_ACTIVITY_: The expected output is every entry that follows, reproduced exactly.

(Stored data entries)

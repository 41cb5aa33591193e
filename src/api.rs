//! Requests to the detection server, and the wire shapes it answers with.

use crux_http::Http;
use serde::{Deserialize, Serialize};
use thiserror::Error;

use crate::alert::{Alert, AlertId, LatLon};
use crate::event::Event;
use crate::filter::Filter;
use crate::model::ApiConfig;
use crate::multipart::MultipartForm;

pub type ApiResult<T> = Result<T, TransportError>;

/// What went wrong talking to the server, reduced to what the UI can act on.
#[derive(Debug, Clone, Error, Serialize, Deserialize, PartialEq, Eq)]
pub enum TransportError {
    #[error("server unreachable: {message}")]
    Unreachable { message: String },

    #[error("server returned {code} {message}")]
    Status { code: u16, message: String },

    #[error("response body did not decode: {message}")]
    Decode { message: String },

    #[error("request could not be encoded: {message}")]
    InvalidRequest { message: String },
}

/// Response to a media submission. `alert` is present only when the server's
/// detector found something in the image.
#[derive(Debug, Clone, Serialize, Deserialize, PartialEq)]
pub struct SubmissionOutcome {
    #[serde(default)]
    pub message: String,
    #[serde(default)]
    pub alert: Option<Box<Alert>>,
}

#[derive(Debug, Clone, Serialize, Deserialize, PartialEq, Eq)]
pub struct PurgeAck {
    pub deleted: u64,
    #[serde(default)]
    pub files_deleted: u64,
}

pub fn list_alerts<F>(http: &Http<Event>, config: &ApiConfig, make_event: F)
where
    F: Fn(ApiResult<Vec<Alert>>) -> Event + Send + Sync + 'static,
{
    http.get(config.endpoint("/api/alerts"))
        .send(move |response| make_event(decode_json(response)));
}

pub fn create_alert<F>(
    http: &Http<Event>,
    config: &ApiConfig,
    file_name: &str,
    mime: &str,
    data: &[u8],
    position: Option<LatLon>,
    make_event: F,
) where
    F: Fn(ApiResult<SubmissionOutcome>) -> Event + Send + Sync + 'static,
{
    send_media(
        http,
        config.endpoint("/api/alert"),
        file_name,
        mime,
        data,
        position,
        make_event,
    );
}

pub fn submit_frame<F>(
    http: &Http<Event>,
    config: &ApiConfig,
    file_name: &str,
    mime: &str,
    data: &[u8],
    position: LatLon,
    make_event: F,
) where
    F: Fn(ApiResult<SubmissionOutcome>) -> Event + Send + Sync + 'static,
{
    send_media(
        http,
        config.endpoint("/api/webcam"),
        file_name,
        mime,
        data,
        Some(position),
        make_event,
    );
}

pub fn mark_seen<F>(http: &Http<Event>, config: &ApiConfig, id: &AlertId, make_event: F)
where
    F: Fn(ApiResult<()>) -> Event + Send + Sync + 'static,
{
    let url = config.endpoint(&format!("/api/alerts/{}/seen", id.as_str()));
    http.patch(url)
        .send(move |response| make_event(expect_ok(response)));
}

pub fn mark_all_seen<F>(http: &Http<Event>, config: &ApiConfig, make_event: F)
where
    F: Fn(ApiResult<()>) -> Event + Send + Sync + 'static,
{
    http.patch(config.endpoint("/api/alerts/seen"))
        .send(move |response| make_event(expect_ok(response)));
}

#[derive(Serialize)]
struct DeletePayload<'a> {
    image_path: &'a str,
}

/// Deleting an alert also removes its stored image, so the server needs the
/// image path alongside the id.
pub fn delete_alert<F>(
    http: &Http<Event>,
    config: &ApiConfig,
    id: &AlertId,
    image_path: &str,
    make_event: F,
) -> Result<(), TransportError>
where
    F: Fn(ApiResult<()>) -> Event + Send + Sync + 'static,
{
    let url = config.endpoint(&format!("/api/alerts/{}", id.as_str()));
    http.delete(url)
        .body_json(&DeletePayload { image_path })
        .map_err(|e| TransportError::InvalidRequest {
            message: e.to_string(),
        })?
        .send(move |response| make_event(expect_ok(response)));
    Ok(())
}

pub fn delete_by_filter<F>(
    http: &Http<Event>,
    config: &ApiConfig,
    filter: &Filter,
    make_event: F,
) -> Result<(), TransportError>
where
    F: Fn(ApiResult<PurgeAck>) -> Event + Send + Sync + 'static,
{
    http.post(config.endpoint("/api/alerts/delete_by_filter"))
        .body_json(filter)
        .map_err(|e| TransportError::InvalidRequest {
            message: e.to_string(),
        })?
        .send(move |response| make_event(decode_json(response)));
    Ok(())
}

fn send_media<F>(
    http: &Http<Event>,
    url: String,
    file_name: &str,
    mime: &str,
    data: &[u8],
    position: Option<LatLon>,
    make_event: F,
) where
    F: Fn(ApiResult<SubmissionOutcome>) -> Event + Send + Sync + 'static,
{
    let mut form = MultipartForm::new().file("file", file_name, mime, data);
    if let Some(position) = position {
        form = form
            .text("lat", &position.lat.to_string())
            .text("lon", &position.lon.to_string());
    }
    let (content_type, body) = form.finish();

    http.post(url)
        .header("content-type", content_type.as_str())
        .body_bytes(body)
        .send(move |response| make_event(decode_json(response)));
}

fn decode_json<T>(response: crux_http::Result<crux_http::Response<Vec<u8>>>) -> ApiResult<T>
where
    T: serde::de::DeserializeOwned,
{
    let mut response = response.map_err(|e| TransportError::Unreachable {
        message: e.to_string(),
    })?;

    let status = response.status();
    if !status.is_success() {
        return Err(TransportError::Status {
            code: status.into(),
            message: status.canonical_reason().to_string(),
        });
    }

    let body = response.take_body().unwrap_or_default();
    serde_json::from_slice(&body).map_err(|e| TransportError::Decode {
        message: e.to_string(),
    })
}

fn expect_ok(response: crux_http::Result<crux_http::Response<Vec<u8>>>) -> ApiResult<()> {
    let response = response.map_err(|e| TransportError::Unreachable {
        message: e.to_string(),
    })?;

    let status = response.status();
    if status.is_success() {
        Ok(())
    } else {
        Err(TransportError::Status {
            code: status.into(),
            message: status.canonical_reason().to_string(),
        })
    }
}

_SOLUTION_:
repository 41cb5aa33591193e
filename src/api.rs
//! Requests to the detection server, and the wire shapes it answers with.

use crux_http::Http;
use serde::{Deserialize, Serialize};
use thiserror::Error;

use crate::alert::{Alert, AlertId, LatLon};
use crate::event::Event;
use crate::filter::Filter;
use crate::model::ApiConfig;
use crate::multipart::MultipartForm;

pub type ApiResult<T> = Result<T, TransportError>;

/// What went wrong talking to the server, reduced to what the UI can act on.
#[derive(Debug, Clone, Error, Serialize, Deserialize, PartialEq, Eq)]
pub enum TransportError {
    #[error("server unreachable: {message}")]
    Unreachable { message: String },

    #[error("server returned {code} {message}")]
    Status { code: u16, message: String },

    #[error("response body did not decode: {message}")]
    Decode { message: String },

    #[error("request could not be encoded: {message}")]
    InvalidRequest { message: String },
}

/// Response to a media submission. `alert` is present only when the server's
/// detector found something in the image.
#[derive(Debug, Clone, Serialize, Deserialize, PartialEq)]
pub struct SubmissionOutcome {
    #[serde(default)]
    pub message: String,
    #[serde(default)]
    pub alert: Option<Box<Alert>>,
}

#[derive(Debug, Clone, Serialize, Deserialize, PartialEq, Eq)]
pub struct PurgeAck {
    pub deleted: u64,
    #[serde(default)]
    pub files_deleted: u64,
}

pub fn list_alerts<F>(http: &Http<Event>, config: &ApiConfig, make_event: F)
where
    F: Fn(ApiResult<Vec<Alert>>) -> Event + Send + Sync + 'static,
{
    http.get(config.endpoint("/api/alerts"))
        .send(move |response| make_event(decode_json(response)));
}

pub fn create_alert<F>(
    http: &Http<Event>,
    config: &ApiConfig,
    file_name: &str,
    mime: &str,
    data: &[u8],
    position: Option<LatLon>,
    make_event: F,
) where
    F: Fn(ApiResult<SubmissionOutcome>) -> Event + Send + Sync + 'static,
{
    send_media(
        http,
        config.endpoint("/api/alert"),
        file_name,
        mime,
        data,
        position,
        make_event,
    );
}

pub fn submit_frame<F>(
    http: &Http<Event>,
    config: &ApiConfig,
    file_name: &str,
    mime: &str,
    data: &[u8],
    position: LatLon,
    make_event: F,
) where
    F: Fn(ApiResult<SubmissionOutcome>) -> Event + Send + Sync + 'static,
{
    send_media(
        http,
        config.endpoint("/api/webcam"),
        file_name,
        mime,
        data,
        Some(position),
        make_event,
    );
}

pub fn mark_seen<F>(http: &Http<Event>, config: &ApiConfig, id: &AlertId, make_event: F)
where
    F: Fn(ApiResult<()>) -> Event + Send + Sync + 'static,
{
    let url = config.endpoint(&format!("/api/alerts/{}/seen", id.as_str()));
    http.patch(url)
        .send(move |response| make_event(expect_ok(response)));
}

pub fn mark_all_seen<F>(http: &Http<Event>, config: &ApiConfig, make_event: F)
where
    F: Fn(ApiResult<()>) -> Event + Send + Sync + 'static,
{
    http.patch(config.endpoint("/api/alerts/seen"))
        .send(move |response| make_event(expect_ok(response)));
}

#[derive(Serialize)]
struct DeletePayload<'a> {
    image_path: &'a str,
}

/// Deleting an alert also removes its stored image, so the server needs the
/// image path alongside the id.
pub fn delete_alert<F>(
    http: &Http<Event>,
    config: &ApiConfig,
    id: &AlertId,
    image_path: &str,
    make_event: F,
) -> Result<(), TransportError>
where
    F: Fn(ApiResult<()>) -> Event + Send + Sync + 'static,
{
    let url = config.endpoint(&format!("/api/alerts/{}", id.as_str()));
    http.delete(url)
        .body_json(&DeletePayload { image_path })
        .map_err(|e| TransportError::InvalidRequest {
            message: e.to_string(),
        })?
        .send(move |response| make_event(expect_ok(response)));
    Ok(())
}

pub fn delete_by_filter<F>(
    http: &Http<Event>,
    config: &ApiConfig,
    filter: &Filter,
    make_event: F,
) -> Result<(), TransportError>
where
    F: Fn(ApiResult<PurgeAck>) -> Event + Send + Sync + 'static,
{
    http.post(config.endpoint("/api/alerts/delete_by_filter"))
        .body_json(filter)
        .map_err(|e| TransportError::InvalidRequest {
            message: e.to_string(),
        })?
        .send(move |response| make_event(decode_json(response)));
    Ok(())
}

fn send_media<F>(
    http: &Http<Event>,
    url: String,
    file_name: &str,
    mime: &str,
    data: &[u8],
    position: Option<LatLon>,
    make_event: F,
) where
    F: Fn(ApiResult<SubmissionOutcome>) -> Event + Send + Sync + 'static,
{
    let mut form = MultipartForm::new().file("file", file_name, mime, data);
    if let Some(position) = position {
        form = form
            .text("lat", &position.lat.to_string())
            .text("lon", &position.lon.to_string());
    }
    let (content_type, body) = form.finish();

    http.post(url)
        .header("content-type", content_type.as_str())
        .body_bytes(body)
        .send(move |response| make_event(decode_json(response)));
}

fn decode_json<T>(response: crux_http::Result<crux_http::Response<Vec<u8>>>) -> ApiResult<T>
where
    T: serde::de::DeserializeOwned,
{
    let mut response = response.map_err(|e| TransportError::Unreachable {
        message: e.to_string(),
    })?;

    let status = response.status();
    if !status.is_success() {
        return Err(TransportError::Status {
            code: status.into(),
            message: status.canonical_reason().to_string(),
        });
    }

    let body = response.take_body().unwrap_or_default();
    serde_json::from_slice(&body).map_err(|e| TransportError::Decode {
        message: e.to_string(),
    })
}

fn expect_ok(response: crux_http::Result<crux_http::Response<Vec<u8>>>) -> ApiResult<()> {
    let response = response.map_err(|e| TransportError::Unreachable {
        message: e.to_string(),
    })?;

    let status = response.status();
    if status.is_success() {
        Ok(())
    } else {
        Err(TransportError::Status {
            code: status.into(),
            message: status.canonical_reason().to_string(),
        })
    }
}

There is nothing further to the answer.